Papa n Myanmar: incontro privato interreligioso, “siamo fratelli”, “pace è armonia e dialogo nelle differenze”. No a “colonizzazione culturale”

(Foto L'Osservatore Romano (www.photo.va) / SIR)

“Come è bello che i fratelli siano uniti”. Il Papa è partito da questo salmo, nel discorso pronunciato in spagnolo, a braccio, nel corso dell’incontro con i leader religiosi avvenuto questa mattina alle ore 10 locali (ore 04.30 di Roma) nel refettorio dell’arcivescovado di Yangon. “Uniti non vuol dire uguali”, ha precisato Francesco, perché “l’unità non è uniformità, nemmeno all’interno della stessa confessione.

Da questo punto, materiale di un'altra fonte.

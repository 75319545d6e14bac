use quill_core::{ConfigPaths, QuillError, Result};
use std::fs;
use tracing_appender::non_blocking::WorkerGuard;
use tracing_subscriber::EnvFilter;

/// Environment variable holding the log filter, e.g. `QUILL_LOG=debug`
pub const LOG_ENV: &str = "QUILL_LOG";

/// Send tracing output to a daily rolling file `<config>/logs/<name>.log.YYYY-MM-DD`.
///
/// The returned guard flushes buffered lines when dropped; hold it for the
/// life of the process.
pub fn init_file_logging(paths: &ConfigPaths, name: &str) -> Result<WorkerGuard> {
    let log_dir = paths.log_dir();
    fs::create_dir_all(&log_dir)?;

    let appender = tracing_appender::rolling::daily(&log_dir, format!("{}.log", name));
    let (writer, guard) = tracing_appender::non_blocking(appender);
    let filter = EnvFilter::try_from_env(LOG_ENV).unwrap_or_else(|_| EnvFilter::new("info"));

    tracing_subscriber::fmt()
        .with_env_filter(filter)
        .with_writer(writer)
        .with_ansi(false)
        .with_target(false)
        .try_init()
        .map_err(|e| QuillError::Other(format!("Failed to initialise logging: {}", e)))?;

    Ok(guard)
}
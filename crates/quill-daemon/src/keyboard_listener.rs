use quill_core::shortcut::HotkeyMatcher;
use quill_core::{Dispatcher, Outcome, RewriteAction};
use rdev::{self, EventType};
use std::sync::atomic::{AtomicBool, Ordering};
use std::sync::{Arc, Mutex, MutexGuard};
use std::thread::{self, JoinHandle};
use std::time::Duration;
use tracing::{debug, error, info, warn};

/// What the listener reads on every key event. Replaced wholesale when
/// settings change.
pub struct ListenerState {
    dispatcher: Mutex<Arc<Dispatcher>>,
    matcher: Mutex<HotkeyMatcher>,
    /// A matched shortcut waiting for its modifiers to be let go
    pending: Mutex<Option<RewriteAction>>,
}

impl ListenerState {
    pub fn new(dispatcher: Dispatcher, matcher: HotkeyMatcher) -> Self {
        Self {
            dispatcher: Mutex::new(Arc::new(dispatcher)),
            matcher: Mutex::new(matcher),
            pending: Mutex::new(None),
        }
    }

    pub fn replace(&self, dispatcher: Dispatcher, matcher: HotkeyMatcher) {
        *lock(&self.matcher) = matcher;
        *lock(&self.pending) = None;
        *lock(&self.dispatcher) = Arc::new(dispatcher);
    }

    fn dispatcher(&self) -> Arc<Dispatcher> {
        Arc::clone(&lock(&self.dispatcher))
    }

    /// Feed one event to the matcher. A completed shortcut is held back
    /// until no modifier is down, so the simulated copy and paste are not
    /// combined with the keys the user is still holding.
    pub fn handle_event(&self, event: &EventType) -> Option<RewriteAction> {
        let mut matcher = lock(&self.matcher);
        let mut pending = lock(&self.pending);
        if let Some(action) = matcher.handle(event) {
            debug!(%action, "shortcut matched, waiting for modifiers");
            *pending = Some(action);
        }
        if matcher.held_modifiers().is_empty() {
            pending.take()
        } else {
            None
        }
    }
}

/// Run `action` on its own thread so the event hook never blocks
fn spawn_invocation(state: &ListenerState, action: RewriteAction) {
    let dispatcher = state.dispatcher();
    thread::spawn(move || match dispatcher.invoke(action) {
        Outcome::Replaced { original, modified } => debug!(
            %action,
            original_chars = original.chars().count(),
            modified_chars = modified.chars().count(),
            "selection replaced"
        ),
        Outcome::Failed(kind) => debug!(%action, ?kind, "invocation failed"),
        other => debug!(%action, outcome = outcome_name(&other), "invocation ended"),
    });
}

fn outcome_name(outcome: &Outcome) -> &'static str {
    match outcome {
        Outcome::Replaced { .. } => "replaced",
        Outcome::NothingSelected => "nothing_selected",
        Outcome::Disabled => "disabled",
        Outcome::Busy => "busy",
        Outcome::Failed(_) => "failed",
    }
}

/// Starts listening for global key events and dispatches bound shortcuts
pub fn start_keyboard_listener(
    state: Arc<ListenerState>,
    running: Arc<AtomicBool>,
) -> JoinHandle<()> {
    thread::spawn(move || {
        let callback_state = Arc::clone(&state);
        let callback_running = Arc::clone(&running);
        let callback = move |event: rdev::Event| {
            if !callback_running.load(Ordering::SeqCst) {
                return;
            }
            if let Some(action) = callback_state.handle_event(&event.event_type) {
                info!(%action, "shortcut pressed");
                spawn_invocation(&callback_state, action);
            }
        };

        // Start a retry loop for the keyboard listener
        let mut retry_count = 0;
        let max_retries = 5;

        while running.load(Ordering::SeqCst) && retry_count < max_retries {
            match rdev::listen(callback.clone()) {
                Ok(()) => break,
                Err(e) => {
                    retry_count += 1;
                    warn!(
                        "keyboard listener failed ({:?}), retrying ({}/{})",
                        e, retry_count, max_retries
                    );
                    thread::sleep(Duration::from_secs(1));
                }
            }
        }

        if retry_count >= max_retries {
            error!(
                "failed to start keyboard listener after {} attempts",
                max_retries
            );
            running.store(false, Ordering::SeqCst);
        }
    })
}

fn lock<T>(mutex: &Mutex<T>) -> MutexGuard<'_, T> {
    mutex.lock().unwrap_or_else(|poisoned| poisoned.into_inner())
}

#[cfg(test)]
mod tests {
    use super::*;
    use quill_core::notify::LogNotifier;
    use quill_core::rewrite::{RewriteClient, RewriteRequest};
    use quill_core::selection::{Selection, SelectionBackend};
    use quill_core::{HistoryStore, Settings, StatsStore};
    use rdev::Key;

    struct NoSelection;

    impl SelectionBackend for NoSelection {
        fn capture_selection(&mut self) -> quill_core::Result<Selection> {
            Ok(Selection::Empty)
        }

        fn replace_selection(&mut self, _text: &str) -> quill_core::Result<()> {
            Ok(())
        }
    }

    struct Unused;

    impl RewriteClient for Unused {
        fn rewrite(&self, request: &RewriteRequest) -> quill_core::Result<String> {
            Ok(request.text.clone())
        }
    }

    fn dispatcher(settings: Settings) -> Dispatcher {
        Dispatcher::new(
            settings,
            Box::new(NoSelection),
            Box::new(Unused),
            Arc::new(LogNotifier),
            Arc::new(HistoryStore::in_memory()),
            Arc::new(StatsStore::in_memory()),
        )
    }

    fn press_chord(state: &ListenerState, keys: &[Key]) -> Option<RewriteAction> {
        let mut fired = None;
        for key in keys {
            if let Some(action) = state.handle_event(&EventType::KeyPress(*key)) {
                fired = Some(action);
            }
        }
        for key in keys.iter().rev() {
            if let Some(action) = state.handle_event(&EventType::KeyRelease(*key)) {
                fired = Some(action);
            }
        }
        fired
    }

    #[test]
    fn action_waits_for_modifiers_to_be_released() {
        let mut settings = Settings::default();
        settings.shortcuts.grammar = "Ctrl+Shift+G".to_string();
        let matcher = HotkeyMatcher::from_settings(&settings).unwrap();
        let state = ListenerState::new(dispatcher(settings), matcher);

        for key in [Key::ControlLeft, Key::ShiftLeft, Key::KeyG] {
            assert_eq!(state.handle_event(&EventType::KeyPress(key)), None);
        }
        assert_eq!(state.handle_event(&EventType::KeyRelease(Key::KeyG)), None);
        assert_eq!(state.handle_event(&EventType::KeyRelease(Key::ShiftLeft)), None);
        assert_eq!(
            state.handle_event(&EventType::KeyRelease(Key::ControlLeft)),
            Some(RewriteAction::Grammar)
        );
        // Released once only
        assert_eq!(state.handle_event(&EventType::KeyPress(Key::KeyA)), None);
    }

    #[test]
    fn replaced_bindings_take_effect() {
        let mut settings = Settings::default();
        settings.shortcuts.grammar = "Ctrl+Alt+G".to_string();
        let matcher = HotkeyMatcher::from_settings(&settings).unwrap();
        let state = ListenerState::new(dispatcher(settings.clone()), matcher);

        let chord = [Key::ControlLeft, Key::Alt, Key::KeyG];
        assert_eq!(press_chord(&state, &chord), Some(RewriteAction::Grammar));

        settings.features.grammar = false;
        let matcher = HotkeyMatcher::from_settings(&settings).unwrap();
        state.replace(dispatcher(settings), matcher);
        assert_eq!(press_chord(&state, &chord), None);
    }
}
//! Selection capture and replacement over the system clipboard.
//!
//! No OS exposes "read the current selection of another process", so the
//! clipboard is used as a side channel: copy the selection into it, read it
//! back, and later paste replacement text through it. Every operation puts
//! the user's own clipboard text back before it returns, on success and on
//! failure.
//!
//! Focus can move between a capture and the following replace; nothing here
//! can detect that, so the replacement may land in whichever window has focus
//! by then. Other applications may also touch the clipboard during the settle
//! waits. Neither race is solvable in-process.

use crate::clipboard::ClipboardAccess;
use crate::error::{QuillError, Result};
use crate::keyboard::KeystrokeSender;
use crate::settings::SettleTimings;
use std::thread;
use std::time::Duration;
use tracing::{debug, error, warn};
use uuid::Uuid;

const MARKER_PREFIX: &str = "quill-capture-marker:";

/// Result of a capture attempt.
#[derive(Debug, Clone, PartialEq, Eq)]
pub enum Selection {
    Text(String),
    /// Nothing was selected, or the application ignored the copy keystroke
    Empty,
}

impl Selection {
    pub fn text(&self) -> Option<&str> {
        match self {
            Selection::Text(text) => Some(text),
            Selection::Empty => None,
        }
    }
}

/// Reads and overwrites the selection in the focused application.
pub trait SelectionBackend: Send {
    fn capture_selection(&mut self) -> Result<Selection>;
    fn replace_selection(&mut self, text: &str) -> Result<()>;
}

/// A sentinel that cannot collide with anything the user copied
pub fn new_marker() -> String {
    format!("{}{}", MARKER_PREFIX, Uuid::new_v4())
}

/// The capture/replace contract implemented once over any clipboard and
/// keystroke primitives.
pub struct ClipboardProtocol<C, K> {
    clipboard: C,
    keys: K,
    timings: SettleTimings,
}

impl<C, K> ClipboardProtocol<C, K>
where
    C: ClipboardAccess,
    K: KeystrokeSender,
{
    pub fn new(clipboard: C, keys: K, timings: SettleTimings) -> Self {
        Self {
            clipboard,
            keys,
            timings,
        }
    }

    fn capture_with_marker(&mut self, marker: &str) -> Result<Selection> {
        self.clipboard.write_text(marker)?;
        self.keys.send_copy()?;
        pause(self.timings.copy_settle());

        let copied = self.clipboard.read_text()?;
        if copied.is_empty() || copied == marker {
            debug!("copy left the marker in place, nothing selected");
            return Ok(Selection::Empty);
        }
        Ok(Selection::Text(copied))
    }

    fn paste(&mut self, text: &str) -> Result<()> {
        self.clipboard.write_text(text)?;
        pause(self.timings.paste_prepare());
        self.keys.send_paste()?;
        pause(self.timings.paste_settle());
        Ok(())
    }

    /// Put `original` back. A failed restore only becomes the reported error
    /// when the operation itself succeeded.
    fn finish<T>(&mut self, outcome: Result<T>, original: &str) -> Result<T> {
        let restored = self.clipboard.write_text(original);
        match (outcome, restored) {
            (Ok(value), Ok(())) => Ok(value),
            (Ok(_), Err(e)) => {
                error!("failed to restore the clipboard: {}", e);
                Err(e)
            }
            (Err(e), Ok(())) => Err(e),
            (Err(e), Err(restore_err)) => {
                error!("failed to restore the clipboard after an error: {}", restore_err);
                Err(e)
            }
        }
    }
}

impl<C, K> SelectionBackend for ClipboardProtocol<C, K>
where
    C: ClipboardAccess,
    K: KeystrokeSender,
{
    fn capture_selection(&mut self) -> Result<Selection> {
        let original = self.clipboard.read_text()?;
        let marker = new_marker();

        let outcome = self.capture_with_marker(&marker);
        if let Ok(Selection::Text(_)) = &outcome {
            // Leave the copied value in place briefly in case the caller
            // pastes straight away
            pause(self.timings.restore_delay());
        }
        if let Err(e) = &outcome {
            warn!("capture failed: {}", e);
        }

        let selection = self.finish(outcome, &original)?;
        if let Selection::Text(text) = &selection {
            debug!(chars = text.chars().count(), "captured selection");
        }
        Ok(selection)
    }

    fn replace_selection(&mut self, text: &str) -> Result<()> {
        let original = self.clipboard.read_text()?;

        let outcome = self.paste(text);
        if let Err(e) = &outcome {
            warn!("replace failed: {}", e);
        }
        self.finish(outcome, &original)?;

        debug!(chars = text.chars().count(), "replaced selection");
        Ok(())
    }
}

fn pause(duration: Duration) {
    if !duration.is_zero() {
        thread::sleep(duration);
    }
}

/// Fail fast when the selection is only whitespace
pub fn require_text(selection: Selection) -> Result<String> {
    match selection {
        Selection::Text(text) if !text.trim().is_empty() => Ok(text),
        _ => Err(QuillError::EmptyInput),
    }
}

#[cfg(test)]
pub(crate) mod testing {
    //! In-memory stand-ins for the OS clipboard and keyboard.

    use super::*;
    use std::sync::{Arc, Mutex};

    #[derive(Debug, Default)]
    pub struct Desktop {
        pub clipboard: String,
        /// What the focused application would copy; `None` ignores Ctrl+C
        pub selection: Option<String>,
        /// Text that ended up in the focused application through pastes
        pub pasted: Vec<String>,
        pub fail_copy: bool,
        pub fail_paste: bool,
        pub fail_clipboard_writes: bool,
        /// Refuse only the n-th clipboard write, counting from 1
        pub fail_write_number: Option<usize>,
        pub clipboard_writes: usize,
    }

    pub type SharedDesktop = Arc<Mutex<Desktop>>;

    pub struct FakeClipboard(pub SharedDesktop);
    pub struct FakeKeys(pub SharedDesktop);

    impl ClipboardAccess for FakeClipboard {
        fn read_text(&mut self) -> Result<String> {
            Ok(self.0.lock().unwrap().clipboard.clone())
        }

        fn write_text(&mut self, text: &str) -> Result<()> {
            let mut desktop = self.0.lock().unwrap();
            if desktop.fail_clipboard_writes
                || desktop.fail_write_number == Some(desktop.clipboard_writes + 1)
            {
                return Err(QuillError::Automation("clipboard locked".to_string()));
            }
            desktop.clipboard_writes += 1;
            desktop.clipboard = text.to_string();
            Ok(())
        }
    }

    impl KeystrokeSender for FakeKeys {
        fn send_copy(&mut self) -> Result<()> {
            let mut desktop = self.0.lock().unwrap();
            if desktop.fail_copy {
                return Err(QuillError::PermissionDenied("no accessibility".to_string()));
            }
            if let Some(selection) = desktop.selection.clone() {
                desktop.clipboard = selection;
            }
            Ok(())
        }

        fn send_paste(&mut self) -> Result<()> {
            let mut desktop = self.0.lock().unwrap();
            if desktop.fail_paste {
                return Err(QuillError::PermissionDenied("no accessibility".to_string()));
            }
            let pasted = desktop.clipboard.clone();
            desktop.selection = Some(pasted.clone());
            desktop.pasted.push(pasted);
            Ok(())
        }
    }

    pub fn desktop(clipboard: &str, selection: Option<&str>) -> SharedDesktop {
        Arc::new(Mutex::new(Desktop {
            clipboard: clipboard.to_string(),
            selection: selection.map(|s| s.to_string()),
            ..Desktop::default()
        }))
    }

    pub fn protocol(desktop: &SharedDesktop) -> ClipboardProtocol<FakeClipboard, FakeKeys> {
        ClipboardProtocol::new(
            FakeClipboard(Arc::clone(desktop)),
            FakeKeys(Arc::clone(desktop)),
            SettleTimings::immediate(),
        )
    }
}

#[cfg(test)]
mod tests {
    use super::testing::*;
    use super::*;

    #[test]
    fn capture_returns_selection_and_restores_clipboard() {
        let desktop = desktop("user clipboard", Some("selected words"));
        let mut protocol = protocol(&desktop);

        let selection = protocol.capture_selection().unwrap();
        assert_eq!(selection, Selection::Text("selected words".to_string()));
        assert_eq!(desktop.lock().unwrap().clipboard, "user clipboard");
    }

    #[test]
    fn capture_without_selection_is_empty_not_marker() {
        let desktop = desktop("keep me", None);
        let mut protocol = protocol(&desktop);

        let selection = protocol.capture_selection().unwrap();
        assert_eq!(selection, Selection::Empty);
        let state = desktop.lock().unwrap();
        assert_eq!(state.clipboard, "keep me");
        assert!(state.pasted.is_empty());
    }

    #[test]
    fn capture_treats_empty_copy_as_nothing_selected() {
        let desktop = desktop("", Some(""));
        let mut protocol = protocol(&desktop);
        assert_eq!(protocol.capture_selection().unwrap(), Selection::Empty);
        assert_eq!(desktop.lock().unwrap().clipboard, "");
    }

    #[test]
    fn capture_failure_still_restores() {
        let desktop = desktop("precious", Some("text"));
        desktop.lock().unwrap().fail_copy = true;
        let mut protocol = protocol(&desktop);

        let err = protocol.capture_selection().unwrap_err();
        assert!(matches!(err, QuillError::PermissionDenied(_)));
        assert_eq!(desktop.lock().unwrap().clipboard, "precious");
    }

    #[test]
    fn replace_pastes_and_restores() {
        let desktop = desktop("original clip", Some("old"));
        let mut protocol = protocol(&desktop);

        protocol.replace_selection("new text").unwrap();
        let state = desktop.lock().unwrap();
        assert_eq!(state.pasted, vec!["new text".to_string()]);
        assert_eq!(state.clipboard, "original clip");
    }

    #[test]
    fn replace_failure_restores_and_reports_permission() {
        let desktop = desktop("original clip", Some("old"));
        desktop.lock().unwrap().fail_paste = true;
        let mut protocol = protocol(&desktop);

        let err = protocol.replace_selection("new text").unwrap_err();
        assert!(matches!(err, QuillError::PermissionDenied(_)));
        let state = desktop.lock().unwrap();
        assert_eq!(state.clipboard, "original clip");
        assert!(state.pasted.is_empty());
    }

    #[test]
    fn clipboard_matches_after_any_sequence() {
        let desktop = desktop("start", Some("a"));
        let mut protocol = protocol(&desktop);

        for round in 0..6 {
            {
                let mut state = desktop.lock().unwrap();
                state.fail_copy = round % 3 == 1;
                state.fail_paste = round % 2 == 1;
                state.selection = if round % 4 == 2 { None } else { Some("a".to_string()) };
            }
            let before = desktop.lock().unwrap().clipboard.clone();
            let _ = protocol.capture_selection();
            assert_eq!(desktop.lock().unwrap().clipboard, before);
            let _ = protocol.replace_selection("b");
            assert_eq!(desktop.lock().unwrap().clipboard, before);
        }
    }

    #[test]
    fn locked_clipboard_is_an_automation_failure() {
        let desktop = desktop("mine", Some("text"));
        desktop.lock().unwrap().fail_clipboard_writes = true;
        let mut protocol = protocol(&desktop);

        let err = protocol.capture_selection().unwrap_err();
        assert!(matches!(err, QuillError::Automation(_)));
        let state = desktop.lock().unwrap();
        assert_eq!(state.clipboard, "mine");
        assert_eq!(state.clipboard_writes, 0);
    }

    #[test]
    fn failed_restore_after_capture_is_an_automation_failure() {
        // Write 1 puts the marker in place, write 2 restores
        let desktop = desktop("mine", Some("text"));
        desktop.lock().unwrap().fail_write_number = Some(2);
        let mut protocol = protocol(&desktop);

        let err = protocol.capture_selection().unwrap_err();
        assert!(matches!(err, QuillError::Automation(_)));
        let state = desktop.lock().unwrap();
        assert_eq!(state.clipboard, "text");
        assert_eq!(state.clipboard_writes, 1);
    }

    #[test]
    fn failed_restore_after_replace_is_an_automation_failure() {
        // Write 1 stages the replacement, write 2 restores
        let desktop = desktop("mine", Some("old"));
        desktop.lock().unwrap().fail_write_number = Some(2);
        let mut protocol = protocol(&desktop);

        let err = protocol.replace_selection("new").unwrap_err();
        assert!(matches!(err, QuillError::Automation(_)));
        let state = desktop.lock().unwrap();
        assert_eq!(state.pasted, vec!["new".to_string()]);
        assert_eq!(state.clipboard, "new");
    }

    #[test]
    fn markers_are_unique() {
        let a = new_marker();
        let b = new_marker();
        assert_ne!(a, b);
        assert!(a.starts_with(MARKER_PREFIX));
    }

    #[test]
    fn whitespace_selection_is_not_text() {
        assert!(require_text(Selection::Text("  \n".to_string())).is_err());
        assert!(require_text(Selection::Empty).is_err());
        assert_eq!(require_text(Selection::Text("hi".to_string())).unwrap(), "hi");
    }
}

Ognuno ha i suoi valori, le sue ricchezze e anche i suoi difetti. Siamo tutti differenti e ogni confessione ha le sue ricchezze, le sue tradizioni da condividere”. “Soltanto così si può vivere in pace”, ha ammonito il Papa, “e la pace si costruisce armonizzando le differenze. L’unità si fa sempre con le differenze”. “La pace è armonia”, ha sintetizzato il Papa stigmatizzando la “colonizzazione culturale”, cioè “la tendenza mondiale verso l’uniformità, ad essere tutti uguali”, che “uccide l’umanità”. “Dobbiamo comprendere la ricchezza delle nostre differenze – etniche, religiose, popolari – perché da queste differenze nasce il dialogo”, la proposta di Francesco, che ha esortato ad essere “come fratelli che aiutano a costruire questo paese, che anche geograficamente possiede tante ricchezze e tante differenze. La natura in Myanmar è così ricca di differenze: non abbiamo paura delle differenze. Il nostro Padre è uno, noi siamo fratelli. Comportiamoci da fratelli, se discutiamo tra di noi, facciamolo come fratelli, che sempre si riconciliano, che tornano sempre ad essere fratelli”. “Solo così si costruisce la pace”, ha ripetuto Francesco ringraziando i presenti all’incontro privato in arcivescovado.